§ **EXERCISE DESCRIPTION**
Output the lines below exactly, please, from the first line until the line with "and failure reporting.", counting both.

────────────────

/*!
 * Attribute capture and apply engine
 *
 * Maps a filesystem entry to a portable [`AttrRecord`] and back. Capture
 * tolerates per-field gaps; apply reads the target first and only writes the
 * fields that actually differ, so an unchanged tree is left untouched. The
 * engine never creates or deletes entries and never changes an entry's kind.
 */

use std::fs;
use std::path::Path;

use crate::error::EntryError;
use crate::platform::{AttributeAccessor, FieldError};
use crate::types::{AttrRecord, EntryKind, Flags, Timestamps, WalkEntry};

/// One attribute field, for change and failure reporting.
#[derive(Debug, Clone, Copy, PartialEq, Eq)]
pub enum Field {
    Permissions,
    Owner,
    Created,
    Modified,
    Accessed,
    Archive,
    Hidden,
    Readonly,
    System,
}

impl std::fmt::Display for Field {
    fn fmt(&self, f: &mut std::fmt::Formatter<'_>) -> std::fmt::Result {
        let name = match self {
            Self::Permissions => "permissions",
            Self::Owner => "owner",
            Self::Created => "created",
            Self::Modified => "modified",
            Self::Accessed => "accessed",
            Self::Archive => "archive",
            Self::Hidden => "hidden",
            Self::Readonly => "read-only",
            Self::System => "system",
        };
        f.write_str(name)
    }
}

/// A single field write that failed while the rest of the entry went through.
#[derive(Debug)]
pub struct FieldFailure {
    pub field: Field,
    pub message: String,
}

impl FieldFailure {
    fn new(field: Field, error: &dyn std::fmt::Display) -> Self {
        Self {
            field,
            message: error.to_string(),
        }
    }
}

/// Why a record was not applied. Skips are successful outcomes, reported
/// separately from failures.
#[derive(Debug, Clone, Copy, PartialEq, Eq)]
pub enum SkipReason {
    /// The target path no longer exists
    Missing,
    /// The target exists but is a different kind of entry now
    KindMismatch {
        expected: EntryKind,
        found: EntryKind,
    },
    /// The platform cannot address a link without following it
    UnsupportedLink,
}

impl std::fmt::Display for SkipReason {
    fn fmt(&self, f: &mut std::fmt::Formatter<'_>) -> std::fmt::Result {
        match self {
            Self::Missing => write!(f, "non-existent item"),
            Self::KindMismatch { expected, found } => {
                write!(f, "kind mismatch: saved as {expected}, now a {found}")
            }
            Self::UnsupportedLink => write!(f, "symbolic link not supported here"),
        }
    }
}

/// Result of applying one record to one target path.
#[derive(Debug)]
pub enum ApplyOutcome {
    /// The entry was processed; `changes` lists the fields written and
    /// `failures` the fields that could not be written.
    Applied {
        changes: Vec<Field>,
        failures: Vec<FieldFailure>,
    },
    /// The entry was deliberately left alone.
    Skipped(SkipReason),
    /// The entry could not even be inspected.
    Failed(EntryError),
}

/// Per-field switches for the restore side. Everything is restored unless
/// explicitly skipped.
#[derive(Debug, Clone, Copy, Default)]
pub struct RestoreOptions {
    skip_permissions: bool,
    skip_owner: bool,
    skip_created: bool,
    skip_modified: bool,
    skip_accessed: bool,
    skip_archive: bool,
    skip_hidden: bool,
    skip_readonly: bool,
    skip_system: bool,
    copy_to_access: bool,
}

impl RestoreOptions {
    pub const fn new() -> Self {
        Self {
            skip_permissions: false,
            skip_owner: false,
            skip_created: false,
            skip_modified: false,
            skip_accessed: false,
            skip_archive: false,
            skip_hidden: false,
            skip_readonly: false,
            skip_system: false,
            copy_to_access: false,
        }
    }

    pub const fn skip_permissions(mut self, skip: bool) -> Self {
        self.skip_permissions = skip;
        self
    }

    pub const fn skip_owner(mut self, skip: bool) -> Self {
        self.skip_owner = skip;
        self
    }

    pub const fn skip_created(mut self, skip: bool) -> Self {
        self.skip_created = skip;
        self
    }

    pub const fn skip_modified(mut self, skip: bool) -> Self {
        self.skip_modified = skip;
        self
    }

    pub const fn skip_accessed(mut self, skip: bool) -> Self {
        self.skip_accessed = skip;
        self
    }

    pub const fn skip_archive(mut self, skip: bool) -> Self {
        self.skip_archive = skip;
        self
    }

    pub const fn skip_hidden(mut self, skip: bool) -> Self {
        self.skip_hidden = skip;
        self
    }

    pub const fn skip_readonly(mut self, skip: bool) -> Self {
        self.skip_readonly = skip;
        self
    }

    pub const fn skip_system(mut self, skip: bool) -> Self {
        self.skip_system = skip;
        self
    }

    /// Restore the creation time into the accessed time instead of the
    /// record's own accessed value.
    pub const fn copy_to_access(mut self, copy: bool) -> Self {
        self.copy_to_access = copy;
        self
    }
}

/// Captures the attributes of one walked entry into a record.
///
/// Individual fields the platform cannot provide are stored as absent. An
/// entry whose metadata cannot be read at all is an error; the caller reports
/// it and moves on.
pub fn capture<A: AttributeAccessor>(
    entry: &WalkEntry,
    stored_path: String,
    accessor: &A,
) -> Result<AttrRecord, EntryError> {
    let timestamps = match accessor.timestamps(&entry.path) {
        Ok(timestamps) => timestamps,
        Err(FieldError::Unsupported) => Timestamps::default(),
        Err(FieldError::Io(err)) => return Err(EntryError::new(&entry.path, err)),
    };

    let mode = accessor.permissions(&entry.path).ok();
    let owner = accessor.owner(&entry.path).ok();
    let flags = accessor.flags(&entry.path).unwrap_or_default();

    Ok(AttrRecord {
        path: stored_path,
        kind: entry.kind,
        mode,
        owner,
        created: timestamps.created,
        modified: timestamps.modified,
        accessed: timestamps.accessed,
        archive: flags.archive,
        hidden: flags.hidden,
        readonly: flags.readonly,
        system: flags.system,
    })
}

/// The desired value when it differs from the current one.
fn wanted(want: Option<i64>, current: Option<i64>) -> Option<i64> {
    want.filter(|value| current != Some(*value))
}

/// Applies one record to `target`, writing only the fields that differ and
/// honouring the per-field skip switches.
pub fn apply<A: AttributeAccessor>(
    record: &AttrRecord,
    target: &Path,
    accessor: &A,
    options: &RestoreOptions,
) -> ApplyOutcome {
    let meta = match fs::symlink_metadata(target) {
        Ok(meta) => meta,
        Err(err) if err.kind() == std::io::ErrorKind::NotFound => {
            return ApplyOutcome::Skipped(SkipReason::Missing);
        }
        Err(err) => return ApplyOutcome::Failed(EntryError::new(target, err)),
    };

    let kind = EntryKind::of(&meta.file_type());
    if kind != record.kind {
        return ApplyOutcome::Skipped(SkipReason::KindMismatch {
            expected: record.kind,
            found: kind,
        });
    }

    // Windows cannot retarget attributes of a link without following it.
    if kind.is_link() && cfg!(windows) {
        return ApplyOutcome::Skipped(SkipReason::UnsupportedLink);
    }

    let mut changes = Vec::new();
    let mut failures = Vec::new();

    if !options.skip_permissions {
        if let Some(mode) = record.mode {
            match accessor.permissions(target) {
                Ok(current) if current == mode => {}
                Ok(_) => match accessor.set_permissions(target, mode, kind) {
                    Ok(()) => changes.push(Field::Permissions),
                    Err(FieldError::Unsupported) => {}
                    Err(FieldError::Io(err)) => {
                        failures.push(FieldFailure::new(Field::Permissions, &err));
                    }
                },
                Err(FieldError::Unsupported) => {}
                Err(FieldError::Io(err)) => {
                    failures.push(FieldFailure::new(Field::Permissions, &err));
                }
            }
        }
    }

    if !options.skip_owner {
        if let Some(owner) = record.owner {
            match accessor.owner(target) {
                Ok(current) if current == owner => {}
                Ok(_) => match accessor.set_owner(target, owner, kind) {
                    Ok(()) => changes.push(Field::Owner),
                    Err(FieldError::Unsupported) => {}
                    Err(FieldError::Io(err)) => {
                        failures.push(FieldFailure::new(Field::Owner, &err));
                    }
                },
                Err(FieldError::Unsupported) => {}
                Err(FieldError::Io(err)) => {
                    failures.push(FieldFailure::new(Field::Owner, &err));
                }
            }
        }
    }

    apply_timestamps(record, target, accessor, options, kind, &mut changes, &mut failures);
    apply_flags(record, target, accessor, options, kind, &mut changes, &mut failures);

    ApplyOutcome::Applied { changes, failures }
}

fn apply_timestamps<A: AttributeAccessor>(
    record: &AttrRecord,
    target: &Path,
    accessor: &A,
    options: &RestoreOptions,
    kind: EntryKind,
    changes: &mut Vec<Field>,
    failures: &mut Vec<FieldFailure>,
) {
    let current = match accessor.timestamps(target) {
        Ok(current) => current,
        Err(FieldError::Unsupported) => return,
        Err(FieldError::Io(err)) => {
            failures.push(FieldFailure::new(Field::Modified, &err));
            return;
        }
    };

    let want_modified = if options.skip_modified {
        None
    } else {
        record.modified
    };
    let mut want_accessed = if options.skip_accessed {
        None
    } else {
        record.accessed
    };
    if options.copy_to_access && !options.skip_accessed {
        if let Some(created) = record.created {
            want_accessed = Some(created);
        }
    }
    let want_created = if options.skip_created {
        None
    } else {
        record.created
    };

    let set_modified = wanted(want_modified, current.modified);
    let set_accessed = wanted(want_accessed, current.accessed);

    if set_modified.is_some() || set_accessed.is_some() {
        // Access and modification times travel together; the unchanged one
        // keeps its current value.
        let accessed = set_accessed
            .or(current.accessed)
            .or(record.accessed)
            .unwrap_or_default();
        let modified = set_modified
            .or(current.modified)
            .or(record.modified)
            .unwrap_or_default();
        match accessor.set_file_times(target, accessed, modified, kind) {
            Ok(()) => {
                if set_modified.is_some() {
                    changes.push(Field::Modified);
                }
                if set_accessed.is_some() {
                    changes.push(Field::Accessed);
                }
            }
            Err(FieldError::Unsupported) => {}
            Err(FieldError::Io(err)) => {
                if set_modified.is_some() {
                    failures.push(FieldFailure::new(Field::Modified, &err));
                }
                if set_accessed.is_some() {
                    failures.push(FieldFailure::new(Field::Accessed, &err));
                }
            }
        }
    }

    if let Some(created) = wanted(want_created, current.created) {
        match accessor.set_created(target, created, kind) {
            Ok(()) => changes.push(Field::Created),
            Err(FieldError::Unsupported) => {}
            Err(FieldError::Io(err)) => failures.push(FieldFailure::new(Field::Created, &err)),
        }
    }
}

fn apply_flags<A: AttributeAccessor>(
    record: &AttrRecord,
    target: &Path,
    accessor: &A,
    options: &RestoreOptions,
    kind: EntryKind,
    changes: &mut Vec<Field>,
    failures: &mut Vec<FieldFailure>,
) {
    if record.flags().is_empty() {
        return;
    }

    let current = match accessor.flags(target) {
        Ok(current) => current,
        // A platform that cannot read the flags cannot write them either.
        Err(FieldError::Unsupported) => return,
        Err(FieldError::Io(err)) => {
            failures.push(FieldFailure::new(Field::Archive, &err));
            return;
        }
    };

    let keep = |skip: bool, want: Option<bool>, cur: Option<bool>| {
        if skip {
            None
        } else {
            want.filter(|value| cur != Some(*value))
        }
    };

    let desired = Flags {
        archive: keep(options.skip_archive, record.archive, current.archive),
        hidden: keep(options.skip_hidden, record.hidden, current.hidden),
        readonly: keep(options.skip_readonly, record.readonly, current.readonly),
        system: keep(options.skip_system, record.system, current.system),
    };

    if desired.is_empty() {
        return;
    }

    let touched: Vec<Field> = [
        (Field::Archive, desired.archive),
        (Field::Hidden, desired.hidden),
        (Field::Readonly, desired.readonly),
        (Field::System, desired.system),
    ]
    .into_iter()
    .filter_map(|(field, value)| value.map(|_| field))
    .collect();

    match accessor.set_flags(target, desired, kind) {
        Ok(()) => changes.extend(touched),
        Err(FieldError::Unsupported) => {}
        Err(FieldError::Io(err)) => {
            let message = err.to_string();
            failures.extend(touched.into_iter().map(|field| FieldFailure {
                field,
                message: message.clone(),
            }));
        }
    }
}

────────────────

§ **EXERCISE RESPONSE**
/*!
 * Attribute capture and apply engine
 *
 * Maps a filesystem entry to a portable [`AttrRecord`] and back. Capture
 * tolerates per-field gaps; apply reads the target first and only writes the
 * fields that actually differ, so an unchanged tree is left untouched. The
 * engine never creates or deletes entries and never changes an entry's kind.
 */

use std::fs;
use std::path::Path;

use crate::error::EntryError;
use crate::platform::{AttributeAccessor, FieldError};
use crate::types::{AttrRecord, EntryKind, Flags, Timestamps, WalkEntry};

/// One attribute field, for change and failure reporting.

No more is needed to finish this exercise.